## Exercise objective
From the listing below, copy each line that holds "short".

## Data for this task
//! Identity types for ledger actions, entries and agents.
//!
//! Every hash is a 32-byte SHA-256 digest wrapped in its own value type so a
//! note's identity can never be confused with its entry hash or its author.
//! Equality, ordering and hashing are structural over the raw bytes, which is
//! what lets the list controller keep them in ordinary sets.

use chrono::{DateTime, Utc};
use serde::de::{self, SeqAccess, Visitor};
use serde::{Deserialize, Deserializer, Serialize, Serializer};
use sha2::{Digest, Sha256};
use std::fmt;
use std::str::FromStr;
use thiserror::Error;

/// Length in bytes of every hash type.
pub const HASH_LEN: usize = 32;

/// Compute the SHA-256 digest of `content`.
pub fn compute_digest(content: &[u8]) -> [u8; HASH_LEN] {
    let mut hasher = Sha256::new();
    hasher.update(content);
    let result = hasher.finalize();
    let mut hash = [0u8; HASH_LEN];
    hash.copy_from_slice(&result);
    hash
}

/// Error returned when parsing a hash from its hex form.
#[derive(Debug, Clone, Error, PartialEq, Eq)]
pub enum HashParseError {
    #[error("invalid hex: {0}")]
    Hex(String),

    #[error("expected 32 bytes, got {0}")]
    Length(usize),
}

macro_rules! define_hash_type {
    ($(#[$meta:meta])* $name:ident) => {
        $(#[$meta])*
        #[derive(Clone, Copy, PartialEq, Eq, Hash, PartialOrd, Ord)]
        pub struct $name([u8; HASH_LEN]);

        impl $name {
            pub const fn from_raw(bytes: [u8; HASH_LEN]) -> Self {
                Self(bytes)
            }

            /// Build from a slice, `None` unless it is exactly [`HASH_LEN`] bytes.
            pub fn from_slice(bytes: &[u8]) -> Option<Self> {
                <[u8; HASH_LEN]>::try_from(bytes).ok().map(Self)
            }

            /// Hash arbitrary content.
            pub fn digest(content: &[u8]) -> Self {
                Self(compute_digest(content))
            }

            pub const fn as_bytes(&self) -> &[u8; HASH_LEN] {
                &self.0
            }

            /// The all-zero hash is never produced by the ledger and marks a
            /// missing identity.
            pub fn is_zero(&self) -> bool {
                self.0.iter().all(|b| *b == 0)
            }

            /// First eight hex characters, for logs.
            pub fn short(&self) -> String {
                hex::encode(&self.0[..4])
            }
        }

        impl fmt::Display for $name {
            fn fmt(&self, f: &mut fmt::Formatter<'_>) -> fmt::Result {
                f.write_str(&hex::encode(self.0))
            }
        }

        impl fmt::Debug for $name {
            fn fmt(&self, f: &mut fmt::Formatter<'_>) -> fmt::Result {
                write!(f, "{}({})", stringify!($name), self.short())
            }
        }

        impl FromStr for $name {
            type Err = HashParseError;

            fn from_str(s: &str) -> Result<Self, Self::Err> {
                parse_hex(s).map(Self)
            }
        }

        impl Serialize for $name {
            fn serialize<S: Serializer>(&self, serializer: S) -> Result<S::Ok, S::Error> {
                serializer.serialize_bytes(&self.0)
            }
        }

        impl<'de> Deserialize<'de> for $name {
            fn deserialize<D: Deserializer<'de>>(deserializer: D) -> Result<Self, D::Error> {
                deserializer.deserialize_bytes(HashBytesVisitor).map(Self)
            }
        }
    };
}

define_hash_type!(
    /// Identity of a ledger action (Create, Update or Delete).
    ActionHash
);

define_hash_type!(
    /// Content hash of an entry payload.
    EntryHash
);

define_hash_type!(
    /// Public key of an agent authoring actions.
    AgentKey
);

impl AgentKey {
    /// Deterministic key derived from a seed, used for local agents.
    pub fn from_seed(seed: &str) -> Self {
        Self::digest(seed.as_bytes())
    }
}

fn parse_hex(s: &str) -> Result<[u8; HASH_LEN], HashParseError> {
    let bytes = hex::decode(s.trim()).map_err(|e| HashParseError::Hex(e.to_string()))?;
    let len = bytes.len();
    <[u8; HASH_LEN]>::try_from(bytes).map_err(|_| HashParseError::Length(len))
}

/// Accepts raw bytes (binary formats), an array of numbers (JSON) or a hex
/// string.
struct HashBytesVisitor;

impl<'de> Visitor<'de> for HashBytesVisitor {
    type Value = [u8; HASH_LEN];

    fn expecting(&self, f: &mut fmt::Formatter<'_>) -> fmt::Result {
        write!(f, "{HASH_LEN} hash bytes")
    }

    fn visit_bytes<E: de::Error>(self, v: &[u8]) -> Result<Self::Value, E> {
        <[u8; HASH_LEN]>::try_from(v).map_err(|_| E::invalid_length(v.len(), &self))
    }

    fn visit_str<E: de::Error>(self, v: &str) -> Result<Self::Value, E> {
        parse_hex(v).map_err(E::custom)
    }

    fn visit_seq<A: SeqAccess<'de>>(self, mut seq: A) -> Result<Self::Value, A::Error> {
        let mut bytes = Vec::with_capacity(HASH_LEN);
        while let Some(byte) = seq.next_element::<u8>()? {
            bytes.push(byte);
        }
        let len = bytes.len();
        <[u8; HASH_LEN]>::try_from(bytes).map_err(|_| de::Error::invalid_length(len, &self))
    }
}

// ============================================================================
// TIMESTAMP
// ============================================================================

/// Microseconds since the Unix epoch.
#[derive(Debug, Clone, Copy, PartialEq, Eq, Hash, PartialOrd, Ord, Serialize, Deserialize)]
#[serde(transparent)]
pub struct Timestamp(pub i64);

impl Timestamp {
    pub fn now() -> Self {
        Self(Utc::now().timestamp_micros())
    }

    pub const fn from_micros(micros: i64) -> Self {
        Self(micros)
    }

    pub const fn as_micros(self) -> i64 {
        self.0
    }

    pub fn to_datetime(self) -> Option<DateTime<Utc>> {
        DateTime::<Utc>::from_timestamp_micros(self.0)
    }
}

impl fmt::Display for Timestamp {
    fn fmt(&self, f: &mut fmt::Formatter<'_>) -> fmt::Result {
        match self.to_datetime() {
            Some(dt) => write!(f, "{}", dt.format("%Y-%m-%d %H:%M:%S")),
            None => write!(f, "{}us", self.0),
        }
    }
}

## Reply
            pub fn short(&self) -> String {
                write!(f, "{}({})", stringify!($name), self.short())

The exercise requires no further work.